When a tenant moves into a property, part of the agreement is they are responsible for the care and upkeep of the property, and it needs to be at a certain level of cleanliness.

The landlord meanwhile is expected to maintain the property, ensuring it is safe to live in and everything is in good working order.

However, things do go wrong and issues arise, and some maintenance and repairs may have a question mark of whose responsibility it is to correct it; understandably, neither side wants to pay for something they don’t have.

Disputes can easily be resolved or even avoided when the cause of the issue is established.

As a rule of thumb, if the tenant has caused the issue, it’s the tenant’s responsibility to put it right; if it’s fair wear and tear or a physical issue with the property itself, then it will be the landlord’s responsibility to fix.

Here are some guidelines when looking some common property issues:

Mould

Mould can often be a grey area – in more ways than one!

A build-up of mould can happen for a variety of reasons, and it may not immediately be clear as to what has caused it.

So, you may need to dig a little deeper and look beyond the usual suspect of a leaking pipe in the area.
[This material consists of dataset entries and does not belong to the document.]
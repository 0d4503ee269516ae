//! Destructive operations behind an explicit capability.
//!
//! Dropping tables requires an [`AdminToken`], which only [`AdminGate::authenticate`] can hand
//! out. There is no process-wide "admin mode".

use crate::error::{IngestError, IngestResult};
use crate::naming::Identifier;
use crate::store::Store;

/// Proof that the caller passed [`AdminGate::authenticate`].
#[derive(Debug)]
pub struct AdminToken {
    _private: (),
}

/// Checks admin secrets.
#[derive(Clone)]
pub struct AdminGate {
    secret: Option<String>,
}

impl std::fmt::Debug for AdminGate {
    fn fmt(&self, f: &mut std::fmt::Formatter<'_>) -> std::fmt::Result {
        f.debug_struct("AdminGate")
            .field("secret_set", &self.secret.is_some())
            .finish()
    }
}

impl AdminGate {
    /// A gate accepting `secret`. `None` (or an empty secret) refuses everyone.
    pub fn new(secret: Option<String>) -> Self {
        Self {
            secret: secret.filter(|s| !s.is_empty()),
        }
    }

    pub fn authenticate(&self, attempt: &str) -> IngestResult<AdminToken> {
        match &self.secret {
            Some(secret) if secrets_match(secret.as_bytes(), attempt.as_bytes()) => {
                Ok(AdminToken { _private: () })
            }
            _ => {
                log::warn!("admin authentication refused");
                Err(IngestError::Unauthorized)
            }
        }
    }
}

// Compares every byte regardless of where the first difference is.
fn secrets_match(expected: &[u8], attempt: &[u8]) -> bool {
    if expected.len() != attempt.len() {
        return false;
    }
    expected
        .iter()
        .zip(attempt)
        .fold(0u8, |acc, (a, b)| acc | (a ^ b))
        == 0
}

/// Drop one table. The name is normalized like every other table reference.
pub fn drop_table(store: &mut Store, _token: &AdminToken, name: &str) -> IngestResult<String> {
    let table = Identifier::normalize(name);
    store.drop_table(&table)?;
    log::warn!("dropped table '{table}'");
    Ok(table.into_string())
}

/// Drop every table in the catalog, including the embedded-file registry. Returns the dropped
/// names.
pub fn drop_all_tables(store: &mut Store, _token: &AdminToken) -> IngestResult<Vec<String>> {
    let names = store.table_names()?;
    let tx = store.transaction()?;
    for name in &names {
        tx.drop_table(name)?;
    }
    tx.commit()?;
    log::warn!("dropped {} table(s)", names.len());
    Ok(names)
}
Broken gutters, rising damp and surface water leaking into the property can result in mould, and if this is the cause, it’s the landlord’s responsibility to put right.

But mould can also be caused by thoughtless tenants, such as by not airing the bathroom regularly or getting the carpet wet and not drying it out properly.

Look at ways in which you can avoid mould build up in the first place; in rooms where there is likely to be a lot of moisture build up, such as the bathroom and laundry, make sure they have good ventilation by fitting an extractor fan which automatically comes on with the light switch.

Drains and gutters

Problems with drains may result from trees or cracked pipework; but they can also get blocked if the tenant pours a lot of grease or oil from their cooking down the drain!

If drains or gutters are an issue from wear and tear, or leaves and tree roots etc then it is the landlords responsibility to fix. If it’s the tenant’s fault the drain is blocked, they will need to fix it.

Lightbulbs

Tenants are generally responsible for changing lightbulbs – but within reason. If the lightbulb requires specialist knowledge, or special equipment, the chances are it will be the landlord’s responsibility to change.

Pools

This will need discussing at the start of the tenancy. Generally, the tenant is responsible for everyday maintenance and any associated costs (eg cleaning materials), and the landlord for ensuring the pool equipment, such as an electronic pump are in good working order.

Regular inspections

It’s always important to have regular inspections of a property so any potential problems, such as mould, are dealt with quickly before they become a major issue – tenants don’t always notice issues and sometimes don’t quite get round to telling you about them until the matter is serious.

We are always telling tenants that property inspections aren’t about us checking up on them and having a nosey at their living style, we’re actually ensuring property which we have been entrusted to care for and manage is safe and everything is in good working order. Property inspections are often a good opportunity for tenants to tell us about any concerns they may have, which they haven’t quite got around to telling us about!